Perrito Feliz

Perro robando comida: ¿por qué se lleva el pienso lejos del plato?

Entender por qué tu perro se lleva la comida del cuenco es entrar en su mundo instintivo. No es un capricho, es una ventana a su seguridad emocional.

Perro comiendo en campo

Pilar Guerrero

4 minutos de lectura


La mirada fija en el cuenco metálico

Hay algo inquietante en el sonido del metal golpeando el suelo. Estás en la cocina, preparando un café, y de repente: clanc, clanc. Tu perro aparece con un bocado de pienso en la boca, camina con paso firme hacia la alfombra del salón y lo deposita allí. Como si fuera un ritual sagrado. Como si el lugar donde le sirves la comida no fuera, en realidad, el lugar donde él elige sentirse seguro.

(A veces me pregunto si nosotros, con nuestras prisas, olvidamos que para ellos comer es un acto de vulnerabilidad total).


El peso de la seguridad: ¿Qué nos dice la etología?

Cuando un perro saca la comida del cuenco, no está siendo un "caprichoso". Es pura biología. Estamos observando la conducta de acarreo, un vestigio de sus ancestros que buscaban proteger su presa de otros competidores. Incluso en un salón cómodo, ese instinto sigue ahí, latente.

1. La búsqueda de la calma (Seguridad en el entorno)

Si tu perro se lleva el trozo de comida a otra habitación, está buscando un lugar donde no haya tráfico constante. Es posible que el cuenco esté en un sitio de paso, donde el gato (un astuto Boxer, por ejemplo, que merodea cerca) o tú mismo pasáis demasiado rápido. Aquí entra en juego el umbral de tolerancia, ese límite invisible donde el perro siente que puede disfrutar de su bocado sin sobresaltos.

2. La aversión al sonido (El factor acústico)

¿El cuenco es de metal? Escucha bien. Cada vez que su hocico choca contra el borde de acero, se produce un sonido agudo, metálico y ecoico que para nosotros es ruido, pero para sus oídos ultrasensibles es un martilleo constante. Esa molestia física le empuja a sacar la comida para evitar el ruido constante en sus dientes.

3. El comportamiento social: ¿Quién manda en el plato?

Si tienes más de un perro en casa, esto es vital. Un San Bernardo dominante puede no estar haciendo nada, pero su simple presencia cerca del cuenco crea una jerarquía invisible que obliga al más pequeño a llevarse su comida a otro lado. Es una estrategia de evitación de conflictos. El perro sabe que, si come lejos, nadie le quitará lo que es suyo.
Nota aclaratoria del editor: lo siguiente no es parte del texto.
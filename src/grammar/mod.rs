pub mod grammar;
pub mod ll1_parser;
pub mod ll1_parsing_table;
pub mod lr_dfa;
pub mod nullable_first_follow;
pub mod parse;
pub mod pretty_print;
pub mod token;
pub use grammar::{Grammar, GrammarBuilder, ProductionRef, Symbol};

pub const EPSILON: &str = "lambda";
pub const EPSILON_ALIASES: [&str; 2] = ["ε", "ϵ"];
pub const END_MARK: &str = "$";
Pequeñas notas mentales para la convivencia

No le riñas. Jamás. Imagina que estás cenando y alguien te grita por moverte un metro a la derecha. ¿Sentirías hambre o estrés? Pues eso. Si tu perro prefiere el suelo, deja que lo haga. Pero observa. Si lo hace con ansiedad, si engulle y se esconde, ahí tenemos un problema de gestión del espacio.

  • Prueba a cambiar el cuenco por uno de cerámica o silicona (silencio absoluto).
  • Busca una esquina tranquila, lejos de la puerta o de los lugares donde los niños corretean.
  • Observa si hay otros perros (como ese Dóberman Pinscher tan territorial que vive en la casa de al lado y que tanto impresiona a tu perro) que puedan estar generando una tensión invisible.

El consejo de oro: La paciencia como plato principal

Si quieres que tu perro disfrute de su comida, la mejor herramienta no es un adiestramiento complejo, sino el olfato. Te recomiendo encarecidamente utilizar una alfombra de olfato (snuffle mat).

¿Por qué? Porque al dispersar el pienso en una alfombra, transformas el acto de "comer" en una sesión de búsqueda activa. Esto reduce el estrés, cansa su mente mucho más que caminar diez kilómetros y, lo más importante, le permite comer a su ritmo, en un entorno que él percibe como "suyo" y seguro. Es una forma de decirles: aquí tienes tu territorio, aquí nadie te va a molestar, disfruta de tu bocado.

Al final del día, esto no va de modales en la mesa. Va de entender que, aunque vivan en nuestro sofá, su mente sigue habitando un mundo donde comer es un acto de supervivencia, y nosotros somos los responsables de que ese momento sea, ante todo, un instante de paz absoluta.